Il se gratta la nuque dans un geste anxieux et elle leva les yeux au ciel. Elle enleva sa veste et alla s'effondrer dans le canapé. A la vue de son dos nu, Draco déglutit et enleva lui aussi son manteau.

— Laureline, c'était pas mon choix. Goldstein me l'a imposée. J'ai voulu sauver mon boulot et je n'ai pas pensé à toi. Je ne suis pas parfait, mais je comptais te retrouver au bal mais tu n'y étais pas et puis après tu avais disparu.

Il débitait son monologue sans s'arrêter.

— Je n'ai pas beaucoup d'amie Hermione. La plupart des filles que j'ai côtoyées, j'ai couché avec… Mais pas toi. Je flirt, parce que j'ai toujours fait comme ça. Mais avec toi ça a une autre saveur. J'aime que tu me remettes à ma place. J'aime bien aussi quand tu hurles sur les autres, ça me fait mourir de rire. Je suis là tout le temps, parce que j'ai besoin de toi. Parce que si tu n'es pas là, tu me manques.

Il inspira un grand coup alors qu'Hermione le regardait les yeux ronds devant tant de franchise.

— J'ai dit à Potter, et je le pense, que tu aurais du être dans ma vie bien avant ces deux derniers mois. Mais pour ça il aurait fallut que je ne sois pas un gros con.

Elle se leva alors que le silence pesait dans le petit salon du chalet, s'approcha doucement de lui en le regardant dans les yeux. Il se frottait le bras dans un geste qui trahissait son stress. Elle arrêta son geste en attrapant son avant-bras et puis l'enlaça doucement, la joue posée sur son torse.
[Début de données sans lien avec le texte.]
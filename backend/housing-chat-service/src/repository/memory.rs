use super::ChatStore;
use crate::error::{AppError, AppResult};
use crate::models::conversation::list_order;
use crate::models::message::MessageBody;
use crate::models::{Conversation, Message, ParticipantPair, Reaction};
use async_trait::async_trait;
use chrono::{DateTime, Utc};
use std::collections::HashMap;
use tokio::sync::RwLock;
use uuid::Uuid;

#[derive(Default)]
struct MemoryState {
    conversations: HashMap<Uuid, Conversation>,
    // (pair, property) -> conversation id
    conversation_keys: HashMap<(ParticipantPair, Uuid), Uuid>,
    messages: HashMap<Uuid, Message>,
}

/// Process-local store. Each call holds the write lock for its whole
/// read-modify-write, which gives the per-document atomicity the services need.
#[derive(Default)]
pub struct InMemoryChatStore {
    inner: RwLock<MemoryState>,
}

impl InMemoryChatStore {
    pub fn new() -> Self {
        Self::default()
    }
}

#[async_trait]
impl ChatStore for InMemoryChatStore {
    async fn create_conversation(&self, conversation: Conversation) -> AppResult<Conversation> {
        let mut guard = self.inner.write().await;
        let key = (conversation.participants, conversation.property_id);
        if let Some(existing) = guard
            .conversation_keys
            .get(&key)
            .and_then(|id| guard.conversations.get(id))
        {
            return Ok(existing.clone());
        }
        guard.conversation_keys.insert(key, conversation.id);
        guard
            .conversations
            .insert(conversation.id, conversation.clone());
        Ok(conversation)
    }

    async fn find_conversation(&self, id: Uuid) -> AppResult<Option<Conversation>> {
        let guard = self.inner.read().await;
        Ok(guard.conversations.get(&id).cloned())
    }

    async fn find_conversation_by_key(
        &self,
        participants: ParticipantPair,
        property_id: Uuid,
    ) -> AppResult<Option<Conversation>> {
        let guard = self.inner.read().await;
        Ok(guard
            .conversation_keys
            .get(&(participants, property_id))
            .and_then(|id| guard.conversations.get(id))
            .cloned())
    }

    async fn list_conversations_for(&self, user_id: Uuid) -> AppResult<Vec<Conversation>> {
        let guard = self.inner.read().await;
        let mut list: Vec<Conversation> = guard
            .conversations
            .values()
            .filter(|c| c.is_participant(user_id))
            .cloned()
            .collect();
        list.sort_by(list_order);
        Ok(list)
    }

    async fn record_send(
        &self,
        conversation_id: Uuid,
        message_id: Uuid,
        at: DateTime<Utc>,
        recipient_id: Uuid,
    ) -> AppResult<()> {
        let mut guard = self.inner.write().await;
        let conversation = guard
            .conversations
            .get_mut(&conversation_id)
            .ok_or(AppError::NotFound)?;
        // a late bump for an older message never moves the pointer back
        if conversation.last_message_at.map_or(true, |last| last <= at) {
            conversation.last_message_id = Some(message_id);
            conversation.last_message_at = Some(at);
        }
        *conversation.unread_count.entry(recipient_id).or_insert(0) += 1;
        Ok(())
    }

    async fn reset_unread(&self, conversation_id: Uuid, user_id: Uuid) -> AppResult<()> {
        let mut guard = self.inner.write().await;
        let conversation = guard
            .conversations
            .get_mut(&conversation_id)
            .ok_or(AppError::NotFound)?;
        conversation.unread_count.insert(user_id, 0);
        Ok(())
    }

    async fn insert_message(&self, message: Message) -> AppResult<Message> {
        let mut guard = self.inner.write().await;
        if !guard.conversations.contains_key(&message.conversation_id) {
            return Err(AppError::NotFound);
        }
        guard.messages.insert(message.id, message.clone());
        Ok(message)
    }

    async fn find_message(&self, id: Uuid) -> AppResult<Option<Message>> {
        let guard = self.inner.read().await;
        Ok(guard.messages.get(&id).cloned())
    }

    async fn find_messages(&self, ids: &[Uuid]) -> AppResult<Vec<Message>> {
        let guard = self.inner.read().await;
        Ok(ids
            .iter()
            .filter_map(|id| guard.messages.get(id).cloned())
            .collect())
    }

    async fn list_messages(
        &self,
        conversation_id: Uuid,
        viewer: Uuid,
        offset: u64,
        limit: u64,
    ) -> AppResult<Vec<Message>> {
        let guard = self.inner.read().await;
        let mut visible: Vec<&Message> = guard
            .messages
            .values()
            .filter(|m| m.conversation_id == conversation_id && m.is_visible_to(viewer))
            .collect();
        visible.sort_by(|a, b| {
            b.created_at
                .cmp(&a.created_at)
                .then_with(|| b.id.cmp(&a.id))
        });
        Ok(visible
            .into_iter()
            .skip(offset as usize)
            .take(limit as usize)
            .cloned()
            .collect())
    }

    async fn mark_read(&self, conversation_id: Uuid, reader: Uuid) -> AppResult<u64> {
        let mut guard = self.inner.write().await;
        let mut newly_read = 0;
        for message in guard
            .messages
            .values_mut()
            .filter(|m| m.conversation_id == conversation_id && m.sender_id != reader)
        {
            if message.read_by.insert(reader) {
                newly_read += 1;
            }
        }
        Ok(newly_read)
    }

    async fn update_content(&self, message_id: Uuid, content: String) -> AppResult<Message> {
        let mut guard = self.inner.write().await;
        let message = guard
            .messages
            .get_mut(&message_id)
            .ok_or(AppError::NotFound)?;
        match &mut message.body {
            MessageBody::Text { content: current } => *current = content,
            _ => {
                return Err(AppError::InvalidOperation(
                    "only text messages can be edited".into(),
                ))
            }
        }
        message.is_edited = true;
        Ok(message.clone())
    }

    async fn hide_for(&self, message_id: Uuid, user_id: Uuid) -> AppResult<()> {
        let mut guard = self.inner.write().await;
        let message = guard
            .messages
            .get_mut(&message_id)
            .ok_or(AppError::NotFound)?;
        message.deleted_for.insert(user_id);
        Ok(())
    }

    async fn delete_message(&self, message_id: Uuid) -> AppResult<bool> {
        let mut guard = self.inner.write().await;
        let Some(removed) = guard.messages.remove(&message_id) else {
            return Ok(false);
        };
        if let Some(conversation) = guard.conversations.get_mut(&removed.conversation_id) {
            if conversation.last_message_id == Some(message_id) {
                conversation.last_message_id = None;
            }
        }
        for message in guard
            .messages
            .values_mut()
            .filter(|m| m.reply_to == Some(message_id))
        {
            message.reply_to = None;
        }
        Ok(true)
    }

    async fn add_reaction(&self, message_id: Uuid, reaction: Reaction) -> AppResult<Message> {
        let mut guard = self.inner.write().await;
        let message = guard
            .messages
            .get_mut(&message_id)
            .ok_or(AppError::NotFound)?;
        message.push_reaction(reaction);
        Ok(message.clone())
    }
}
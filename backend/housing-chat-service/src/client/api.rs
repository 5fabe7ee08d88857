use super::ClientError;
use crate::middleware::error_handling::ErrorResponse;
use crate::models::{MessagePayload, MessageView};
use async_trait::async_trait;
use reqwest::{Client, Response};
use uuid::Uuid;

/// REST operations the conversation screen needs.
#[async_trait]
pub trait ChatApi: Send + Sync {
    async fn list_messages(
        &self,
        conversation_id: Uuid,
        page: u32,
        limit: u32,
    ) -> Result<Vec<MessageView>, ClientError>;

    async fn send_message(
        &self,
        conversation_id: Uuid,
        payload: &MessagePayload,
    ) -> Result<MessageView, ClientError>;
}

#[derive(Clone)]
pub struct HttpChatApi {
    client: Client,
    base_url: String,
    token: String,
}

impl HttpChatApi {
    pub fn new(base_url: impl Into<String>, token: impl Into<String>) -> Self {
        Self {
            client: Client::new(),
            base_url: base_url.into().trim_end_matches('/').to_string(),
            token: token.into(),
        }
    }

    fn url(&self, path: &str) -> String {
        format!("{}/api/v1{}", self.base_url, path)
    }

    async fn decode<T: serde::de::DeserializeOwned>(response: Response) -> Result<T, ClientError> {
        let status = response.status();
        if status.is_success() {
            return Ok(response.json::<T>().await?);
        }
        let body = response.text().await.unwrap_or_default();
        Err(match serde_json::from_str::<ErrorResponse>(&body) {
            Ok(err) => ClientError::Api {
                status: status.as_u16(),
                code: err.code,
                message: err.message,
            },
            Err(_) => ClientError::Api {
                status: status.as_u16(),
                code: status.canonical_reason().unwrap_or("UNKNOWN").to_string(),
                message: body,
            },
        })
    }
}

#[async_trait]
impl ChatApi for HttpChatApi {
    async fn list_messages(
        &self,
        conversation_id: Uuid,
        page: u32,
        limit: u32,
    ) -> Result<Vec<MessageView>, ClientError> {
        let response = self
            .client
            .get(self.url(&format!("/conversations/{conversation_id}/messages")))
            .bearer_auth(&self.token)
            .query(&[("page", page), ("limit", limit)])
            .send()
            .await?;
        Self::decode(response).await
    }

    async fn send_message(
        &self,
        conversation_id: Uuid,
        payload: &MessagePayload,
    ) -> Result<MessageView, ClientError> {
        let response = self
            .client
            .post(self.url(&format!("/conversations/{conversation_id}/messages")))
            .bearer_auth(&self.token)
            .json(payload)
            .send()
            .await?;
        Self::decode(response).await
    }
}
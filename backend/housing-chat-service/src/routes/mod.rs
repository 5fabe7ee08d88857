pub mod conversations;
pub mod health;
pub mod messages;
pub mod wsroute;

use crate::error::AppError;
use crate::metrics::metrics_handler;
use actix_middleware::{JwtAuthMiddleware, JwtValidator};
use actix_web::web;
use std::sync::Arc;

/// Mount every route. `/api/v1` requires a bearer token; `/ws` checks its own
/// token before upgrading.
pub fn configure(cfg: &mut web::ServiceConfig, jwt: Arc<JwtValidator>) {
    cfg.app_data(
        web::JsonConfig::default()
            .error_handler(|err, _req| AppError::BadRequest(err.to_string()).into()),
    )
    .app_data(
        web::QueryConfig::default()
            .error_handler(|err, _req| AppError::BadRequest(err.to_string()).into()),
    )
    .app_data(
        web::PathConfig::default()
            .error_handler(|err, _req| AppError::BadRequest(err.to_string()).into()),
    )
    .service(health::health)
    .route("/metrics", web::get().to(metrics_handler))
    .service(wsroute::ws_handler)
    .service(
        web::scope("/api/v1")
            .wrap(JwtAuthMiddleware::new(jwt))
            .service(conversations::list_conversations)
            .service(conversations::create_conversation)
            .service(conversations::mark_conversation_read)
            .service(conversations::list_messages)
            .service(conversations::send_message)
            .service(messages::get_message)
            .service(messages::edit_message)
            .service(messages::delete_message)
            .service(messages::add_reaction),
    );
}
Il entendit alors un doux «merci» être murmuré et dans cet élan de tendresse insoupçonné il lui embrassa le haut du crane.

Après quelques minutes, elle se recula pour le regarder.

— C'est à quelle heure ton cours de ski demain?

— Euh 9 h, pourquoi?

— J'ai hâte de voir ça, rit-elle en se dirigeant vers sa chambre. Bonne nuit, et claque la porte en partant, s'il te plaît.

Et sur ces mots, elle ferma la porte de sa chambre, le laissant de nouveau seul dans le salon. Décidément, ça allait devenir une habitude.

Le lendemain matin, Hermione attendait de pied ferme Draco devant l'école de ski, ses chaussures aux pieds et ses skis en main. Elle l'aperçut au loin discutant avec son moniteur et se dirigea vers eux.

Quand elle arriva sur place, elle se rendit compte que le moniteur était le gentil monsieur qui lui avait parlé dans le bus. Il lui sourit et leur indiqua l'endroit où se trouvait le tire-fesse.

Après 6 essais infructueux pour prendre le tire-fesse, le tout ponctué d'une flopée de jurons, Draco réussit tant bien que mal à attendre le haut de la piste verte. Hermione pleurait de rire sous son masque. Elle avait vu le grand Draco Malefoy traîné sur plusieurs mètres alors que son moniteur lui disait de lâcher.

Le reste de la matinée se déroula de la même manière. Elle avait le temps de descendre plusieurs fois la piste verte qu'il n'avait pas encore fait 10 mètres. Son moniteur la rejoignit alors qu'elle regardait Draco descendre la piste en chasse-neige. Il se faisait constamment doubler par des colonnes de piou-piou qui zigzaguaient sans complexe.

— Il n'a jamais fait de ski, n'est ce pas? Demanda le moniteur.

— Pas une seule fois! Lui sourit Hermione.

— J'ai jamais compris l'intérêt de mentir sur son niveau.

— Oh si vous saviez toutes les choses sur lesquelles il ment, ironisa t-elle.

Ils regardèrent Draco foncer droit vers le hors piste dans un bosquet de sapin. Le moniteur lui hurla de tourner, mais rien n'y fit, et le jeune homme disparût à travers les arbres.